/ 4 February 2008

Kikuyu flee Rift Valley as homes are burned

Councillor Joseph Chelelgo said no one should call it ethnic cleansing just because his town’s Kikuyu population had been burned out of their homes. For a start, he claimed, houses were razed only after hundreds of Kikuyu left Mogotio, in the heart of Kenya’s strife-torn Rift Valley, for reasons he could not fathom. ”If they have already quit and the house is empty then what does it matter if it is burned? They are not coming back,” he said. ”I think they were afraid but it was nothing to do with people in this town.”

That is not how Nancy Magure sees it. She was born in Mogotio 45 years ago. Her parents, children and grandchildren all lived in the town but the mob armed with machetes, bows and arrows and Molotov cocktails that kicked in her front door at about 2am last Tuesday told her that as a Kikuyu she did not belong there.

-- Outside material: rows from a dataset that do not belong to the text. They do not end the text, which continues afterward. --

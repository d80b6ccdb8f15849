//! Task storage, completion and recurring-series advancement.

use crate::error::CoreError;
use crate::models::{
    CompletionResult, NewTaskData, RecurrenceRule, RecurrenceSeries, Task, TaskPriority,
    TaskStatus,
};
use crate::recurrence;
use crate::repository::SqliteRepository;
use async_trait::async_trait;
use chrono::{DateTime, Utc};
use sqlx::{FromRow, Sqlite, Transaction};
use tracing::{debug, warn};
use uuid::Uuid;

/// Raw series row; the rule column is [`RecurrenceRule`] JSON.
#[derive(Debug, FromRow)]
pub(crate) struct SeriesRow {
    pub id: Uuid,
    pub rule: String,
    pub created_at: DateTime<Utc>,
    pub updated_at: DateTime<Utc>,
}

impl SeriesRow {
    pub(crate) fn decode(self) -> Result<RecurrenceSeries, CoreError> {
        let rule: RecurrenceRule = serde_json::from_str(&self.rule)?;
        Ok(RecurrenceSeries {
            id: self.id,
            rule,
            created_at: self.created_at,
            updated_at: self.updated_at,
        })
    }
}

#[async_trait]
impl super::TaskRepository for SqliteRepository {
    async fn add_task(&self, data: NewTaskData) -> Result<Task, CoreError> {
        let now = self.clock().now();
        let mut tx = self.pool().begin().await?;

        let series_id = match &data.recurrence {
            Some(new_recurrence) => {
                recurrence::validate(&new_recurrence.pattern)?;
                let rule = RecurrenceRule {
                    pattern: new_recurrence.pattern.clone(),
                    end_date: new_recurrence.end_date,
                    // The task being created is the first fire of the series.
                    next_occurrence: data.due_date.unwrap_or_else(|| self.clock().today()),
                };
                let series_id = Uuid::now_v7();
                sqlx::query(
                    r#"INSERT INTO recurrence_series (id, rule, created_at, updated_at)
                    VALUES ($1, $2, $3, $4)"#,
                )
                .bind(series_id)
                .bind(serde_json::to_string(&rule)?)
                .bind(now)
                .bind(now)
                .execute(&mut *tx)
                .await?;
                Some(series_id)
            }
            None => None,
        };

        let task = Self::insert_task_in_tx(&mut tx, data, series_id, now).await?;
        tx.commit().await?;
        Ok(task)
    }

    async fn find_task_by_id(&self, id: Uuid) -> Result<Option<Task>, CoreError> {
        let task = sqlx::query_as("SELECT * FROM tasks WHERE id = $1")
            .bind(id)
            .fetch_optional(self.pool())
            .await?;
        Ok(task)
    }

    async fn find_series_by_id(&self, id: Uuid) -> Result<Option<RecurrenceSeries>, CoreError> {
        let row: Option<SeriesRow> = sqlx::query_as("SELECT * FROM recurrence_series WHERE id = $1")
            .bind(id)
            .fetch_optional(self.pool())
            .await?;
        row.map(SeriesRow::decode).transpose()
    }

    async fn complete_task(&self, id: Uuid) -> Result<CompletionResult, CoreError> {
        let now = self.clock().now();
        let mut tx = self.pool().begin().await?;

        let task: Task = sqlx::query_as("SELECT * FROM tasks WHERE id = $1")
            .bind(id)
            .fetch_optional(&mut *tx)
            .await?
            .ok_or_else(|| CoreError::NotFound(id.to_string()))?;

        if task.status == TaskStatus::Completed {
            return Err(CoreError::InvalidInput("Task is already completed".to_string()));
        }

        let completed: Task = sqlx::query_as(
            r#"UPDATE tasks
            SET status = $1, completed_at = $2, updated_at = $2
            WHERE id = $3
            RETURNING *"#,
        )
        .bind(TaskStatus::Completed)
        .bind(now)
        .bind(id)
        .fetch_one(&mut *tx)
        .await?;

        // Folder reconciliation shares the transaction with the status
        // write. If the move fails, the user-visible completion is kept by
        // re-applying the status on its own and the move failure surfaces as
        // a retryable error.
        let completed = match Self::move_to_completed_holder(&mut tx, &completed, now).await {
            Ok(moved) => {
                tx.commit().await?;
                moved
            }
            Err(source) => {
                tx.rollback().await?;
                warn!(task_id = %id, "folder reconciliation failed, committing completion alone");
                sqlx::query(
                    "UPDATE tasks SET status = $1, completed_at = $2, updated_at = $2 WHERE id = $3",
                )
                .bind(TaskStatus::Completed)
                .bind(now)
                .bind(id)
                .execute(self.pool())
                .await?;
                return Err(CoreError::Reconciliation { task_id: id, source: Box::new(source) });
            }
        };

        if completed.series_id.is_none() {
            return Ok(CompletionResult::Single(completed));
        }

        // Completion and reconciliation are committed; a failure past this
        // point must not undo them.
        match self.advance_completed_occurrence(&completed).await {
            Ok(Some(next)) => Ok(CompletionResult::Recurring { completed, next }),
            Ok(None) => Ok(CompletionResult::SeriesEnded { completed }),
            Err(source) => Err(CoreError::AdvanceFailed {
                completed_id: completed.id,
                source: Box::new(source),
            }),
        }
    }

    async fn reopen_task(&self, id: Uuid, status: TaskStatus) -> Result<Task, CoreError> {
        if status == TaskStatus::Completed {
            return Err(CoreError::InvalidInput(
                "Cannot reopen a task into the completed status".to_string(),
            ));
        }

        let now = self.clock().now();
        let mut tx = self.pool().begin().await?;

        let task: Task = sqlx::query_as("SELECT * FROM tasks WHERE id = $1")
            .bind(id)
            .fetch_optional(&mut *tx)
            .await?
            .ok_or_else(|| CoreError::NotFound(id.to_string()))?;

        let was_completed = task.status == TaskStatus::Completed;

        let reopened: Task = sqlx::query_as(
            r#"UPDATE tasks
            SET status = $1, completed_at = NULL, updated_at = $2
            WHERE id = $3
            RETURNING *"#,
        )
        .bind(&status)
        .bind(now)
        .bind(id)
        .fetch_one(&mut *tx)
        .await?;

        let reopened = if was_completed {
            Self::restore_previous_folder(&mut tx, &reopened, now).await?
        } else {
            reopened
        };

        tx.commit().await?;
        Ok(reopened)
    }

    async fn reconcile_folder(&self, id: Uuid) -> Result<Task, CoreError> {
        let now = self.clock().now();
        let mut tx = self.pool().begin().await?;

        let task: Task = sqlx::query_as("SELECT * FROM tasks WHERE id = $1")
            .bind(id)
            .fetch_optional(&mut *tx)
            .await?
            .ok_or_else(|| CoreError::NotFound(id.to_string()))?;

        if task.status != TaskStatus::Completed {
            return Err(CoreError::InvalidInput(
                "Only a completed task can be moved to its completed folder".to_string(),
            ));
        }

        let holder = Self::ensure_completed_folder_in_tx(&mut tx, task.owner_id, now).await?;
        if task.folder_id == Some(holder.id) {
            tx.commit().await?;
            return Ok(task);
        }

        let moved = Self::move_to_completed_holder(&mut tx, &task, now).await?;
        tx.commit().await?;
        debug!(task_id = %id, "folder reconciliation retried");
        Ok(moved)
    }

    async fn advance_series(&self, completed_task_id: Uuid) -> Result<Option<Task>, CoreError> {
        let task: Task = sqlx::query_as("SELECT * FROM tasks WHERE id = $1")
            .bind(completed_task_id)
            .fetch_optional(self.pool())
            .await?
            .ok_or_else(|| CoreError::NotFound(completed_task_id.to_string()))?;

        if task.status != TaskStatus::Completed {
            return Err(CoreError::InvalidInput(
                "Only a completed occurrence can advance its series".to_string(),
            ));
        }
        if task.series_id.is_none() {
            return Err(CoreError::InvalidInput("Task is not recurring".to_string()));
        }

        self.advance_completed_occurrence(&task).await
    }
}

impl SqliteRepository {
    /// Spawns the next occurrence of a completed recurring task and caches
    /// the new fire date on the series. Returns `None` when the series' end
    /// date cuts the sequence off. Idempotent: an occurrence already due on
    /// the computed date is returned instead of duplicated.
    async fn advance_completed_occurrence(&self, completed: &Task) -> Result<Option<Task>, CoreError> {
        let series_id = completed
            .series_id
            .ok_or_else(|| CoreError::InvalidInput("Task is not recurring".to_string()))?;
        let now = self.clock().now();
        let mut tx = self.pool().begin().await?;

        let series = sqlx::query_as::<_, SeriesRow>("SELECT * FROM recurrence_series WHERE id = $1")
            .bind(series_id)
            .fetch_optional(&mut *tx)
            .await?
            .ok_or_else(|| CoreError::NotFound(format!("Series with id {} not found", series_id)))?
            .decode()?;

        series.rule.validate()?;

        let anchor = completed.due_date.unwrap_or_else(|| self.clock().today());
        let Some(next_due) = series.rule.due_after(anchor) else {
            debug!(series_id = %series_id, "series reached its end date");
            return Ok(None);
        };

        let existing: Option<Task> = sqlx::query_as(
            "SELECT * FROM tasks WHERE series_id = $1 AND due_date = $2 AND id != $3 LIMIT 1",
        )
        .bind(series_id)
        .bind(next_due)
        .bind(completed.id)
        .fetch_optional(&mut *tx)
        .await?;

        if let Some(task) = existing {
            return Ok(Some(task));
        }

        // The new occurrence is created in the series' normal location: the
        // folder the completed one occupied before it was parked.
        let next = Task {
            id: Uuid::now_v7(),
            owner_id: completed.owner_id,
            title: completed.title.clone(),
            description: completed.description.clone(),
            assignee: completed.assignee.clone(),
            status: TaskStatus::Todo,
            priority: completed.priority.clone(),
            due_date: Some(next_due),
            folder_id: completed.previous_folder_id,
            previous_folder_id: None,
            series_id: Some(series_id),
            completed_at: None,
            created_at: now,
            updated_at: now,
        };
        Self::insert_task_row(&mut tx, &next).await?;

        let mut rule = series.rule;
        rule.next_occurrence = next_due;
        sqlx::query("UPDATE recurrence_series SET rule = $1, updated_at = $2 WHERE id = $3")
            .bind(serde_json::to_string(&rule)?)
            .bind(now)
            .bind(series_id)
            .execute(&mut *tx)
            .await?;

        tx.commit().await?;
        debug!(series_id = %series_id, due_date = %next_due, "spawned next occurrence");
        Ok(Some(next))
    }

    /// Builds and inserts a task within an existing transaction.
    pub(crate) async fn insert_task_in_tx(
        tx: &mut Transaction<'_, Sqlite>,
        data: NewTaskData,
        series_id: Option<Uuid>,
        now: DateTime<Utc>,
    ) -> Result<Task, CoreError> {
        let task = Task {
            id: Uuid::now_v7(),
            owner_id: data.owner_id,
            title: data.title,
            description: data.description,
            assignee: data.assignee,
            status: TaskStatus::Todo,
            priority: data.priority.unwrap_or(TaskPriority::None),
            due_date: data.due_date,
            folder_id: data.folder_id,
            previous_folder_id: None,
            series_id,
            completed_at: None,
            created_at: now,
            updated_at: now,
        };
        Self::insert_task_row(tx, &task).await?;
        Ok(task)
    }

    async fn insert_task_row(tx: &mut Transaction<'_, Sqlite>, task: &Task) -> Result<(), CoreError> {
        sqlx::query(
            r#"INSERT INTO tasks (id, owner_id, title, description, assignee, status, priority, due_date, folder_id, previous_folder_id, series_id, completed_at, created_at, updated_at)
            VALUES ($1, $2, $3, $4, $5, $6, $7, $8, $9, $10, $11, $12, $13, $14)"#,
        )
        .bind(task.id)
        .bind(task.owner_id)
        .bind(&task.title)
        .bind(&task.description)
        .bind(&task.assignee)
        .bind(&task.status)
        .bind(&task.priority)
        .bind(task.due_date)
        .bind(task.folder_id)
        .bind(task.previous_folder_id)
        .bind(task.series_id)
        .bind(task.completed_at)
        .bind(task.created_at)
        .bind(task.updated_at)
        .execute(&mut **tx)
        .await?;
        Ok(())
    }
}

”We were told ‘get out, get out’. When they saw we were resisting, refusing to go, they started burning the house,” she said. ”We knew this was coming. They knew this was coming because they planned it. Now they want to pretend they didn’t know.”

Magure was one of about 500 Kikuyu forced out of Mogotio, many of them fleeing as flames engulfed their homes.

At the weekend some of the houses were still smouldering. They included the home of Walter Njuguna, a prominent Kikuyu businessman who fled days earlier. Fire was still eating through the thick roof beams. What was not destroyed was plundered as people swarmed over the wrecked house.

Next door, a butchery and house belonging to a Kikuyu woman called Wanjiru were being torn apart by people ripping off the corrugated metal roof and pulling out wooden pillars and window frames.

Some of Mogotio’s political leaders said the attacks were a spontaneous reaction to the stealing of the election six weeks ago by President Mwai Kibaki, a Kikuyu. The vote count turned against the opposition leader, Raila Odinga, a Luo who also has broad support among the Kalenjin majority in the Rift Valley, in suspicious circumstances.

But Magure and other Kikuyu from the town who are now refugees in a stadium in Nakuru, the area’s major town about 40km to the south, said the election dispute was a pretext and that the assault on them was a planned move driven by long-standing enmity from the Kalenjin that amounts to ethnic cleansing. She named Chelelgo and another councillor, Charles Koskei, as among those responsible.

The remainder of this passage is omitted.